I have a dynamic system where I have an expression for the residual of the time derivate but not an analytic expression for what the time derivative actually is: sum(da_i/dt) ** 2 = f(a). I can solve this by performing an optimization at every time step. I think I can recast this into a least squares problem and solve for every value at every time step in a single solve. I think this is a linear casting but I'm not 100% sure about that. How can I form this system of equations to efficiently solve for the values across all times in one solve?
'''
my situation is that I know that this relationship is true:
(\sum_{i=1}^n d a_i / dt) ** 2 = f(a).
In this example, I assume a is 2 dimensional, f(a) = a1 **2 - a1 * a2,
and I want to evolve the equation for 5 time steps.
'''
def residual(dadt, current_a):
return (np.sum(dadt) ** 2 - (current_a[0] **2 - np.sum(a) * current_a[0] * current_a[1])) ** 2
'''
My real problem is a little more complicated than this, but the
basic elements are here. Now, my strategy is to attempt to form
something like an Ax=b formulation.
'''
'''
Here is an approach that works. I find a values that make the residual zero.
This approach is a little time-consuming because I have to solve the least-squares
problem after each time iteration.
This is a little goofy because I use an optimization engine to solve the problem.

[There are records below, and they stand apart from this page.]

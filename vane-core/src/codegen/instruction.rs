//! Instruction definitions

use alloc::vec::Vec;
use core::fmt;

#[cfg(feature = "serde")]
use serde::Serialize;

use crate::config::{ConfigTree, Id, Value};
use crate::deps::DependencyDescriptor;

/// Fully qualified class of a declared object
#[derive(Debug, Clone, Copy, PartialEq, Eq)]
#[cfg_attr(feature = "defmt", derive(defmt::Format))]
#[cfg_attr(feature = "serde", derive(Serialize))]
pub struct ClassPath {
    pub namespace: &'static str,
    pub name: &'static str,
}

impl ClassPath {
    pub const fn new(namespace: &'static str, name: &'static str) -> Self {
        Self { namespace, name }
    }
}

impl fmt::Display for ClassPath {
    fn fmt(&self, f: &mut fmt::Formatter<'_>) -> fmt::Result {
        write!(f, "{}::{}", self.namespace, self.name)
    }
}

/// A method on a declared object
///
/// Methods are named by constants next to the component that owns them,
/// so call sites reference them directly instead of looking names up.
#[derive(Debug, Clone, Copy, PartialEq, Eq)]
#[cfg_attr(feature = "defmt", derive(defmt::Format))]
#[cfg_attr(feature = "serde", derive(Serialize))]
pub struct Method(&'static str);

impl Method {
    pub const fn new(name: &'static str) -> Self {
        Self(name)
    }

    pub const fn name(&self) -> &'static str {
        self.0
    }
}

/// Handle to a declared object
#[derive(Debug, Clone, PartialEq, Eq, PartialOrd, Ord, Hash)]
#[cfg_attr(feature = "serde", derive(Serialize))]
pub struct ObjectRef(Id);

impl ObjectRef {
    pub fn new(id: Id) -> Self {
        Self(id)
    }

    pub fn id(&self) -> &Id {
        &self.0
    }

    pub fn as_str(&self) -> &str {
        self.0.as_str()
    }
}

impl fmt::Display for ObjectRef {
    fn fmt(&self, f: &mut fmt::Formatter<'_>) -> fmt::Result {
        f.write_str(self.as_str())
    }
}

/// Discriminant of an [`Instruction`]
#[derive(Debug, Clone, Copy, PartialEq, Eq)]
#[cfg_attr(feature = "defmt", derive(defmt::Format))]
pub enum InstructionKind {
    Declare,
    SetFields,
    RegisterManaged,
    Wire,
    AddDependency,
}

/// One step of the generated program
#[derive(Debug, Clone, PartialEq, Eq)]
#[cfg_attr(feature = "serde", derive(Serialize))]
pub enum Instruction {
    /// Declare a new object of `class`, constructed with `args`
    Declare {
        target: ObjectRef,
        class: ClassPath,
        args: Vec<Value>,
    },
    /// Call `method` on `target` with scalar values in a fixed order
    SetFields {
        target: ObjectRef,
        method: Method,
        values: Vec<Value>,
    },
    /// Register `target` as a lifecycle managed unit
    RegisterManaged {
        target: ObjectRef,
        config: ConfigTree,
    },
    /// Hand `child` to `parent` through `method`
    Wire {
        parent: ObjectRef,
        method: Method,
        child: ObjectRef,
    },
    /// Link an external library into the generated program
    AddDependency(DependencyDescriptor),
}

impl Instruction {
    pub fn kind(&self) -> InstructionKind {
        match self {
            Instruction::Declare { .. } => InstructionKind::Declare,
            Instruction::SetFields { .. } => InstructionKind::SetFields,
            Instruction::RegisterManaged { .. } => InstructionKind::RegisterManaged,
            Instruction::Wire { .. } => InstructionKind::Wire,
            Instruction::AddDependency(_) => InstructionKind::AddDependency,
        }
    }

    /// The object this instruction acts on, if any
    pub fn target(&self) -> Option<&ObjectRef> {
        match self {
            Instruction::Declare { target, .. }
            | Instruction::SetFields { target, .. }
            | Instruction::RegisterManaged { target, .. } => Some(target),
            Instruction::Wire { parent, .. } => Some(parent),
            Instruction::AddDependency(_) => None,
        }
    }
}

I think it would be better to cast this as a least squares regression problem.
'''
from scipy.optimize import minimize as mini
n_time_steps = 300
a0 = np.ones(2) * .5
a = a0
dt = 1e-3
a0_record = []
for _ in range(n_time_steps):
a0_record.append(a[0])
dadt = mini(residual, np.ones(a.size), args=(a,)).x
a += dadt * dt
# Let's plot the time history. Maybe that can help verify the new approach.
import matplotlib.pyplot as plt
plt.plot(a0_record)
plt.savefig('a0baseline.pdf')
plt.clf()
'''
I want to cast this into a single least-squares problem. In this case, I think
I should have 2 * 300 = 600 free variables. Since I only have 300 time steps
to enforce the residual to be zero, I think that my system is underdetermined.
I don't quite know how to do this. I sketched my best shot so far below but I
am sure that there is much improvement to make.
'''
a = np.ones((2, n_time_steps))
A = np.stack([residual((a[i] - a[i-1]) / dt, a[i-1]) for i in range(1,n_time_steps)])
xx = np.linalg.lstsq(A, np.zeros(n_time_steps))
It's not a linear problem. Alls you haves to do is solve it with least_squares or some other nonlinear solver, or use an implicit method. Beware, this explicit method takes a very long time to run.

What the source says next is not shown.